First of all, the line itself is a falsity. There are plenty of people who try and fail. Consider my high school career. I did fine in every class except Calculus, which I tried my best at, and still failed. Thus, the sentence itself is not true.

However, my biggest concern was the paradox in it. The grammar is incorrect. There is a comma where there should be no comma, and no period where there should be at the end. Thus... she failed. However, by the context of the information in the statement itself, she didn't fail, because she tried. Thus is born a paradox. It's one of those English Faux Pas that you learn about in College English I; like 'There is no error in this sentance.' I know this seems like nit-picking, but for a professional LEGAL businesswoman to have a paradox in their signature line... well, it scares me.

News Articles that make you think...

My workmate, Becky, on her 15-minute break, was reading news articles from the local paper's website reciting of the news.
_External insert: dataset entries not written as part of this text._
//! Shared send schedule for all workers
//!
//! Slot `k` is due at `start + k / rate`. Slots are handed out in order to
//! whichever worker asks next, until a slot would fall at or after
//! `start + duration` or the duration has already elapsed. With enough
//! workers that yields exactly `ceil(rate × duration)` requests, independently
//! of the worker count. The schedule starts on the first request for a slot,
//! i.e. right after the start barrier releases.
//!
//! Workers that fall behind a slow service do not catch up in a burst: slots
//! overdue by more than one interval are skipped and the schedule resumes at
//! the latest due slot.

use std::time::{Duration, Instant};

use parking_lot::Mutex;

#[derive(Debug, Clone, Copy)]
struct Schedule {
    start: Instant,
    deadline: Instant,

    /// Position of the next slot in the schedule
    next: u64,

    issued: u64,
    skipped: u64,
}

#[derive(Debug)]
pub struct Pacer {
    rate: f64,
    duration: Duration,
    schedule: Mutex<Option<Schedule>>,
}

impl Pacer {
    pub fn new(rate: u32, duration: Duration) -> Self {
        Self {
            rate: f64::from(rate.max(1)),
            duration,
            schedule: Mutex::new(None),
        }
    }

    /// Most slots the whole run can hand out
    pub fn total_slots(&self) -> u64 {
        (self.duration.as_secs_f64() * self.rate).ceil() as u64
    }

    fn slot_time(&self, start: Instant, k: u64) -> Instant {
        start + Duration::from_nanos((k as f64 * 1e9 / self.rate).round() as u64)
    }

    /// Reserve the next slot
    ///
    /// Returns `None` once the run's duration is used up.
    fn reserve(&self, now: Instant) -> Option<Instant> {
        let mut schedule = self.schedule.lock();
        let schedule = schedule.get_or_insert_with(|| Schedule {
            start: now,
            deadline: now + self.duration,
            next: 0,
            issued: 0,
            skipped: 0,
        });

        if now >= schedule.deadline {
            return None;
        }

        let mut slot = self.slot_time(schedule.start, schedule.next);
        let interval = Duration::from_secs_f64(1.0 / self.rate);
        if now.saturating_duration_since(slot) > interval {
            let due = (now.duration_since(schedule.start).as_secs_f64() * self.rate).floor() as u64;
            let due = due.max(schedule.next);
            schedule.skipped += due - schedule.next;
            schedule.next = due;
            slot = self.slot_time(schedule.start, due);
        }

        if slot >= schedule.deadline {
            return None;
        }

        schedule.next += 1;
        schedule.issued += 1;
        Some(slot)
    }

    /// Wait for the next slot; `None` means the run is over
    pub async fn next_slot(&self) -> Option<Instant> {
        let slot = self.reserve(Instant::now())?;
        tokio::time::sleep_until(tokio::time::Instant::from_std(slot)).await;
        Some(slot)
    }

    /// Slots handed out so far
    pub fn issued(&self) -> u64 {
        self.schedule.lock().map_or(0, |schedule| schedule.issued)
    }

    /// Overdue slots dropped because every worker was busy
    pub fn skipped(&self) -> u64 {
        self.schedule.lock().map_or(0, |schedule| schedule.skipped)
    }
}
She brought to my attention that 'From the news desk', at the top of the page, told the story of a local woman who just today won $1,500 dollars in a contest that her local bank was holding. Talk about a slow news day, huh?

Well, our gripe comes in the form of the fact that this story is... well, how do I put this.... NOT NEWS. In fact, one would go so far as to say that many readers wouldn't really CARE about this particular story. In general then, the point is how newspapers, television reporters, and Web news sites, when choosing their 'top stories', always puts some article that nobody really cares about. For instance, when Yahoo puts on their top four links under 'News' a video of a 6-month old kitten batting around a ball of yarn. Cute? Of course. Sharable with friends? Absolutely. News? To my friend's 3 year old daughter, perhaps, but not to me.

To reinforce this point, referring back to the news article Becky was looking at, the stories that the money winner TRUMPED included a plane crash (in a town about 50 miles away), a child being killed in his driveway, as well as some seasonal medical advice that could help hundreds.

Do you see the problem here? Not that it doesn't matter some random lady won money from a bank--I think it's great... wish it was me. It just... isn't news.

In my honest opinion, I believe that Newspapers and TV News programs should have some sort of a section separate from the news... Actually, wait... they do. It's called Editorials, Opinions, or OTHER FLIPPIN' SHOWS OTHER THAN THE NEWS. At the very least, have a section called Not News to talk about it. Not 'Entertainment News' or 'Film Reviews'--just Not News. Is that so much to not muddy the definition of News for the people today?